The supporting affidavit for the residence warrant states that within just a couple of hours of a reported carjacking, the victim was able to track a cell phone believed to still be inside the vehicle. When police learned that information, they located the stolen car. When officers attempted to stop the vehicle, there was a pursuit, and its occupants fled into the residence. [Dkt. 129-4 at 1-2.] Mr. Childs-Young overlooks the incriminating inferences an issuing judge could permissibly draw from these circumstances, especially the occupants' flight into the residence. Given the deferential standard applicable here, this Court has little trouble finding that the issuing judge had a substantial basis to conclude there was a fair probability that a suspect, contraband, or evidence of the carjacking would be found in the residence. The objection is overruled.

The Cell Phone Warrant

Second Mr. Childs-Young suggests that the R&R erred in finding that the cell phone warrant was supported by probable cause because the supporting affidavit focused on the conduct of other individuals, not Mr. Childs-Young, but inexplicably concluded that Mr. Childs-Young had been involved in several carjackings. He argues that the affidavit failed to connect the target cell phone number to any criminal activity and that the warrant authorized an overly broad seizure of data. [Dkt. 126 at 4-6.] These objections are overruled.

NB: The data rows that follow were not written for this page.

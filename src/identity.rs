//! Normalized identity record and per-request context.
//!
//! Tool handlers never see provider-native claims. They see an [`Identity`]
//! with a stable shape, attached to the request inside an [`AuthContext`]
//! together with the raw access token and granted scopes.

use serde::{Deserialize, Serialize};

/// Provider-agnostic identity record produced by claim normalization.
///
/// `user_id` is always populated when verification succeeds; every other
/// field degrades gracefully to absent. Permission and scope lists default
/// to empty, never to absent, so downstream checks stay total.
#[derive(Debug, Clone, Default, PartialEq, Serialize, Deserialize)]
pub struct Identity {
    /// Stable, provider-namespaced user id (e.g. `user_2abc...`).
    pub user_id: String,

    /// Email address, when the provider exposes one.
    #[serde(skip_serializing_if = "Option::is_none")]
    pub email: Option<String>,

    /// Display name, possibly derived from given/family name claims.
    #[serde(skip_serializing_if = "Option::is_none")]
    pub name: Option<String>,

    /// Avatar URL.
    #[serde(skip_serializing_if = "Option::is_none")]
    pub picture: Option<String>,

    /// Organization id, present only when the user acts within an org.
    #[serde(skip_serializing_if = "Option::is_none")]
    pub org_id: Option<String>,

    /// Role within the organization (or the provider's generic role claim).
    #[serde(skip_serializing_if = "Option::is_none")]
    pub org_role: Option<String>,

    /// Granted permissions. Empty when none were asserted.
    #[serde(default)]
    pub permissions: Vec<String>,

    /// OAuth scopes carried by the token, passed through uninterpreted.
    #[serde(default)]
    pub scopes: Vec<String>,

    /// Token expiry as Unix epoch seconds, when the token carried one.
    #[serde(skip_serializing_if = "Option::is_none")]
    pub expires_at: Option<u64>,
}

impl Identity {
    /// Check whether a scope was granted.
    pub fn has_scope(&self, scope: &str) -> bool {
        self.scopes.iter().any(|s| s == scope)
    }

    /// Check whether every listed scope was granted.
    pub fn has_all_scopes(&self, scopes: &[&str]) -> bool {
        scopes.iter().all(|s| self.has_scope(s))
    }

    /// Check whether a permission was asserted.
    pub fn has_permission(&self, permission: &str) -> bool {
        self.permissions.iter().any(|p| p == permission)
    }

    /// Require a scope, returning an error message when missing.
    pub fn require_scope(&self, scope: &str) -> std::result::Result<(), &'static str> {
        if self.has_scope(scope) {
            Ok(())
        } else {
            Err("Insufficient scope")
        }
    }

    /// Whether the embedded expiry, if any, has passed.
    pub fn is_expired(&self) -> bool {
        match self.expires_at {
            Some(exp) => exp < crate::claims::unix_now(),
            None => false,
        }
    }
}

/// Per-request authentication context handed to tool handlers.
///
/// Created once per inbound request and discarded afterward. Handlers read
/// but never write this context.
#[derive(Debug, Clone)]
pub struct AuthContext {
    /// The normalized identity of the caller.
    pub identity: Identity,
    /// The raw bearer token, for forwarding to downstream services.
    pub access_token: String,
    /// Scopes granted to the token.
    pub scopes: Vec<String>,
}

impl AuthContext {
    /// The caller's stable user id.
    pub fn user_id(&self) -> &str {
        &self.identity.user_id
    }

    /// Check whether a scope was granted.
    pub fn has_scope(&self, scope: &str) -> bool {
        self.scopes.iter().any(|s| s == scope)
    }
}

#[cfg(test)]
mod tests {
    use super::*;

    fn identity_with_scopes(scopes: &[&str]) -> Identity {
        Identity {
            user_id: "user_1".into(),
            scopes: scopes.iter().map(|s| s.to_string()).collect(),
            ..Default::default()
        }
    }

    #[test]
    fn scope_checks() {
        let id = identity_with_scopes(&["openid", "email"]);
        assert!(id.has_scope("email"));
        assert!(!id.has_scope("profile"));
        assert!(id.has_all_scopes(&["openid", "email"]));
        assert!(!id.has_all_scopes(&["openid", "profile"]));
        assert!(id.require_scope("openid").is_ok());
        assert!(id.require_scope("admin").is_err());
    }

    #[test]
    fn permission_checks() {
        let id = Identity {
            user_id: "user_1".into(),
            permissions: vec!["read".into()],
            ..Default::default()
        };
        assert!(id.has_permission("read"));
        assert!(!id.has_permission("write"));
    }

    #[test]
    fn expiry_defaults_to_not_expired() {
        assert!(!Identity::default().is_expired());

        let expired = Identity {
            expires_at: Some(1),
            ..Default::default()
        };
        assert!(expired.is_expired());
    }

    #[test]
    fn context_delegates_to_identity() {
        let ctx = AuthContext {
            identity: identity_with_scopes(&["openid"]),
            access_token: "tok".into(),
            scopes: vec!["openid".into()],
        };
        assert_eq!(ctx.user_id(), "user_1");
        assert!(ctx.has_scope("openid"));
    }
}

Undermining Mr. Childs-Young's arguments is the fact that the affidavit described how Mr. Childs-Young had been heard on a recorded jail call to the target cell phone from a co-defendant discussing a recent carjacking. [R&R at 17; Dkt. 129-3 at 5.] The affidavit also describes Mr. Childs-Young's connection to that cell phone and a related CashApp account that several carjacking victims had reported as the destination where money was sent from their own financial accounts. [Dkt. 129-3 at 5.] Given these and other details set forth in the affidavit, there was no error in the R&R concluding that the issuing judge had a substantial basis to find probable cause for the cell phone warrant.

Mr Childs-Young's related complaint that the warrant allowed access to months of records when only a shorter duration was justified is similarly unpersuasive. The affidavit described a series of similar robberies taking place between July and October 2021. [Id. at 3.] The warrant rather straightforwardly tied the duration for which it authorized law enforcement to obtain data to the period when similar robberies were suspected to have been committed by the individuals connected to...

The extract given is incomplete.